When most people read this, they see it as mourning the loss of “nature's first green,” of spring's “early leaf,” of all those good things that “stay” and “hold” fresh, innocent and “Eden”-like in unchanging beauty. The poem seems to convey a sadness that leaf “subsides” to leaf, that Eden “sank” to grief, that dawn “goes down” to day. What Derrida taught was that there's no necessary reason to think of the poem as mourning anything, that it's only our unacknowledged preconceptions that make us “privilege” concepts like spring, Eden, changelessness and holding up—rather than autumn, the post-lapsarian world of death and change, and the idea of sinking or going down. In fact, maybe the poem's positive—it's good that nothing gold can stay, since nature is ever-changing, we don't and never lived in Eden, and “sinking” and “going down” are good directions to go if we don't want to succumb to nostalgic comfort thinking. Derrida wouldn't have insisted on this latter reading either, but would have put the mournful and celebratory interpretations side by side and let them oscillate in our minds. In so doing, we get to experience what it's like to think in suspension, without a reliable sense of truth.

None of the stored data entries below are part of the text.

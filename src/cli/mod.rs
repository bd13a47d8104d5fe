//! Shared CLI plumbing for the axon-run binary.

/// Initialize tracing/logging to stderr.
///
/// Respects the `RUST_LOG` env var, defaulting to WARN. Safe to call more
/// than once; later calls are no-ops.
pub fn init_logging() {
    use tracing_subscriber::EnvFilter;

    let filter = EnvFilter::try_from_default_env().unwrap_or_else(|_| EnvFilter::new("warn"));

    let _ = tracing_subscriber::fmt()
        .with_env_filter(filter)
        .with_writer(std::io::stderr)
        .try_init();
}
//! AXGM v1 binary container parser: the immutable model store.
//!
//! An AXGM file enumerates tensors (element type, shape, optional embedded
//! constant bytes) and ops (operator code, input/output tensor indices,
//! opaque parameter blob), followed by an aligned data section holding the
//! constant bytes. The file is memory-mapped so constant tensor data is
//! served zero-copy for the lifetime of the [`Model`].

use std::fs::File;
use std::io::{Cursor, Read};
use std::path::Path;

use tracing::{debug, info};

use crate::error::LoadError;
use crate::tensor::{byte_len, element_count, ElemType};

// ---------------------------------------------------------------------------
// Constants
// ---------------------------------------------------------------------------

/// AXGM magic number: ASCII "AXGM" as a little-endian u32.
pub const MODEL_MAGIC: u32 = 0x4D47_5841;

/// Sole supported container version.
pub const MODEL_VERSION: u32 = 1;

/// Alignment of the data section (bytes).
const DATA_ALIGNMENT: u64 = 32;

const MAX_TENSORS: u64 = 1_000_000;
const MAX_OPS: u64 = 1_000_000;
const MAX_DIMS: u32 = 8;
const MAX_NAME_LEN: usize = 1_000_000;
const MAX_PARAMS_LEN: u32 = 65_536;
const MAX_IO_PER_OP: u32 = 256;

// ---------------------------------------------------------------------------
// Declarations
// ---------------------------------------------------------------------------

/// Where a tensor's bytes live.
#[derive(Debug, Clone, PartialEq, Eq)]
pub enum TensorPlacement {
    /// Computed at run time; backed by the arena once allocated.
    Runtime,
    /// Embedded constant. `offset` is relative to the data section start.
    Constant { offset: u64, len: u64 },
}

/// One tensor declared by the model.
#[derive(Debug, Clone)]
pub struct TensorDecl {
    /// Diagnostic name; may be empty.
    pub name: String,
    pub elem: ElemType,
    pub shape: Vec<usize>,
    pub placement: TensorPlacement,
}

impl TensorDecl {
    pub fn is_constant(&self) -> bool {
        matches!(self.placement, TensorPlacement::Constant { .. })
    }

    /// Total number of elements.
    pub fn element_count(&self) -> usize {
        element_count(&self.shape)
    }

    /// Densely packed byte size. Dimensions are validated against overflow
    /// at load time, so this cannot fail for a loaded declaration.
    pub fn byte_size(&self) -> usize {
        byte_len(&self.shape, self.elem).unwrap_or(usize::MAX)
    }
}

/// One operator step declared by the model, in execution order.
#[derive(Debug, Clone)]
pub struct OpDecl {
    /// Raw operator code; mapped to a kernel at build time.
    pub code: u32,
    pub inputs: Vec<usize>,
    pub outputs: Vec<usize>,
    /// Opaque operator parameters, decoded by the graph builder.
    pub params: Vec<u8>,
}

// ---------------------------------------------------------------------------
// Model
// ---------------------------------------------------------------------------

/// A parsed AXGM model: tensor and op tables plus memory-mapped constants.
///
/// Read-only after load. May be shared across graph instances behind an
/// `Arc`; the mapping lives exactly as long as the `Model`.
pub struct Model {
    tensors: Vec<TensorDecl>,
    ops: Vec<OpDecl>,
    inputs: Vec<usize>,
    outputs: Vec<usize>,
    /// Absolute file offset where the data section starts.
    data_offset: u64,
    mmap: memmap2::Mmap,
}

impl Model {
    /// Open and parse an AXGM container from the given path.
    ///
    /// Fails with [`LoadError::NotFound`] when the path is unreadable and
    /// [`LoadError::Malformed`] when the content does not validate
    /// structurally (bad magic/version, truncation, out-of-range
    /// cross-references, constant extents outside the file).
    pub fn load(path: impl AsRef<Path>) -> Result<Self, LoadError> {
        let path = path.as_ref();
        info!("loading model: {}", path.display());

        let file = File::open(path).map_err(|e| LoadError::NotFound {
            path: path.to_path_buf(),
            source: e,
        })?;

        // SAFETY: the file stays open for the lifetime of the Mmap and is
        // not modified through this process. External modification while
        // mapped is undefined behaviour we accept, as loaders in this space
        // generally do.
        let mmap = unsafe {
            memmap2::MmapOptions::new()
                .map(&file)
                .map_err(|e| LoadError::Malformed(format!("mmap failed: {}", e)))?
        };

        let mut reader = Cursor::new(&mmap[..]);

        // ---- Magic and version ----
        let magic = read_u32(&mut reader)?;
        if magic != MODEL_MAGIC {
            return Err(LoadError::Malformed(format!(
                "bad magic: expected 0x{:08X}, got 0x{:08X}",
                MODEL_MAGIC, magic
            )));
        }
        let version = read_u32(&mut reader)?;
        if version != MODEL_VERSION {
            return Err(LoadError::Malformed(format!(
                "unsupported container version {}",
                version
            )));
        }

        // ---- Table counts ----
        let n_tensors = read_u64(&mut reader)?;
        let n_ops = read_u64(&mut reader)?;
        if n_tensors > MAX_TENSORS {
            return Err(LoadError::Malformed(format!(
                "tensor count {} exceeds maximum {}",
                n_tensors, MAX_TENSORS
            )));
        }
        if n_ops > MAX_OPS {
            return Err(LoadError::Malformed(format!(
                "op count {} exceeds maximum {}",
                n_ops, MAX_OPS
            )));
        }
        debug!(n_tensors, n_ops, "container header");

        // ---- Graph input/output index lists ----
        let inputs = read_index_list(&mut reader, "graph inputs")?;
        let outputs = read_index_list(&mut reader, "graph outputs")?;

        // ---- Tensor table ----
        let mut tensors = Vec::with_capacity(n_tensors as usize);
        for i in 0..n_tensors {
            let name = read_string(&mut reader)?;
            let elem_code = read_u32(&mut reader)?;
            let elem = ElemType::from_code(elem_code).ok_or_else(|| {
                LoadError::Malformed(format!(
                    "tensor {}: unknown element type id {}",
                    i, elem_code
                ))
            })?;

            let n_dims = read_u32(&mut reader)?;
            if n_dims > MAX_DIMS {
                return Err(LoadError::Malformed(format!(
                    "tensor {}: rank {} exceeds maximum {}",
                    i, n_dims, MAX_DIMS
                )));
            }
            let mut shape = Vec::with_capacity(n_dims as usize);
            for _ in 0..n_dims {
                let dim = read_u64(&mut reader)?;
                let dim = usize::try_from(dim).map_err(|_| {
                    LoadError::Malformed(format!("tensor {}: dimension {} too large", i, dim))
                })?;
                shape.push(dim);
            }
            let expected_len = byte_len(&shape, elem).ok_or_else(|| {
                LoadError::Malformed(format!("tensor {}: byte size overflows", i))
            })?;

            let flag = read_u8(&mut reader)?;
            let placement = match flag {
                0 => TensorPlacement::Runtime,
                1 => {
                    let offset = read_u64(&mut reader)?;
                    let len = read_u64(&mut reader)?;
                    if len != expected_len as u64 {
                        return Err(LoadError::Malformed(format!(
                            "tensor {}: constant length {} does not match shape ({} bytes)",
                            i, len, expected_len
                        )));
                    }
                    TensorPlacement::Constant { offset, len }
                }
                other => {
                    return Err(LoadError::Malformed(format!(
                        "tensor {}: invalid placement flag {}",
                        i, other
                    )))
                }
            };

            let is_constant = flag == 1;
            debug!(index = i, %name, ?elem, ?shape, is_constant, "tensor");
            tensors.push(TensorDecl {
                name,
                elem,
                shape,
                placement,
            });
        }

        // ---- Op table ----
        let mut ops = Vec::with_capacity(n_ops as usize);
        for i in 0..n_ops {
            let code = read_u32(&mut reader)?;
            let op_inputs = read_index_list(&mut reader, "op inputs")?;
            let op_outputs = read_index_list(&mut reader, "op outputs")?;

            let params_len = read_u32(&mut reader)?;
            if params_len > MAX_PARAMS_LEN {
                return Err(LoadError::Malformed(format!(
                    "op {}: parameter blob of {} bytes exceeds maximum {}",
                    i, params_len, MAX_PARAMS_LEN
                )));
            }
            let mut params = vec![0u8; params_len as usize];
            reader
                .read_exact(&mut params)
                .map_err(|_| truncated("op parameter blob"))?;

            debug!(index = i, code, inputs = ?op_inputs, outputs = ?op_outputs, "op");
            ops.push(OpDecl {
                code,
                inputs: op_inputs,
                outputs: op_outputs,
                params,
            });
        }

        // ---- Data section ----
        let pos = reader.position();
        let data_offset = align_offset(pos, DATA_ALIGNMENT);

        let model = Model {
            tensors,
            ops,
            inputs,
            outputs,
            data_offset,
            mmap,
        };
        model.validate()?;

        info!(
            n_tensors = model.tensors.len(),
            n_ops = model.ops.len(),
            data_offset = model.data_offset,
            "model loaded"
        );
        Ok(model)
    }

    /// Structural cross-reference validation, run once at the end of load.
    fn validate(&self) -> Result<(), LoadError> {
        let n = self.tensors.len();

        for (i, op) in self.ops.iter().enumerate() {
            for &t in op.inputs.iter().chain(op.outputs.iter()) {
                if t >= n {
                    return Err(LoadError::Malformed(format!(
                        "op {}: tensor index {} out of range ({} tensors)",
                        i, t, n
                    )));
                }
            }
        }
        for &t in self.inputs.iter().chain(self.outputs.iter()) {
            if t >= n {
                return Err(LoadError::Malformed(format!(
                    "graph io tensor index {} out of range ({} tensors)",
                    t, n
                )));
            }
        }
        for &t in &self.inputs {
            if self.tensors[t].is_constant() {
                return Err(LoadError::Malformed(format!(
                    "graph input {} refers to constant tensor '{}'",
                    t, self.tensors[t].name
                )));
            }
        }

        let file_len = self.mmap.len() as u64;
        for (i, decl) in self.tensors.iter().enumerate() {
            if let TensorPlacement::Constant { offset, len } = decl.placement {
                // Typed views cast constant bytes in place, so offsets must
                // keep the data section's element alignment.
                if offset % decl.elem.byte_size() as u64 != 0 {
                    return Err(LoadError::Malformed(format!(
                        "tensor {} ('{}'): constant offset {} not aligned for {}",
                        i, decl.name, offset, decl.elem
                    )));
                }
                let end = self
                    .data_offset
                    .checked_add(offset)
                    .and_then(|s| s.checked_add(len));
                match end {
                    Some(end) if end <= file_len => {}
                    _ => {
                        return Err(LoadError::Malformed(format!(
                            "tensor {} ('{}'): constant data extends beyond file \
                             (offset={}, len={}, file_len={})",
                            i, decl.name, offset, len, file_len
                        )))
                    }
                }
            }
        }

        Ok(())
    }

    // -- Accessors ----------------------------------------------------------

    pub fn tensors(&self) -> &[TensorDecl] {
        &self.tensors
    }

    pub fn ops(&self) -> &[OpDecl] {
        &self.ops
    }

    /// Declared graph input tensor indices, in order.
    pub fn inputs(&self) -> &[usize] {
        &self.inputs
    }

    /// Declared graph output tensor indices, in order.
    pub fn outputs(&self) -> &[usize] {
        &self.outputs
    }

    pub fn n_tensors(&self) -> usize {
        self.tensors.len()
    }

    pub fn n_ops(&self) -> usize {
        self.ops.len()
    }

    pub fn tensor(&self, index: usize) -> Option<&TensorDecl> {
        self.tensors.get(index)
    }

    /// Raw bytes of a constant tensor, zero-copy from the mapping.
    ///
    /// Returns `None` for runtime tensors and out-of-range indices. Extents
    /// were bounds-checked at load time.
    pub fn constant_data(&self, index: usize) -> Option<&[u8]> {
        match self.tensors.get(index)?.placement {
            TensorPlacement::Constant { offset, len } => {
                let start = (self.data_offset + offset) as usize;
                Some(&self.mmap[start..start + len as usize])
            }
            TensorPlacement::Runtime => None,
        }
    }
}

What you can do with Frost's little poem you can do with anything, from a speech by George W. Bush to any of the grand narratives by which we live. Derrida taught a way of thinking that forced us to be almost unbearably honest with ourselves. He taught us to confront the chaos of ideas around us and, perhaps most important, not to be afraid of—and even to embrace—the consequences. We'll be living with the consequences of Derrida for decades.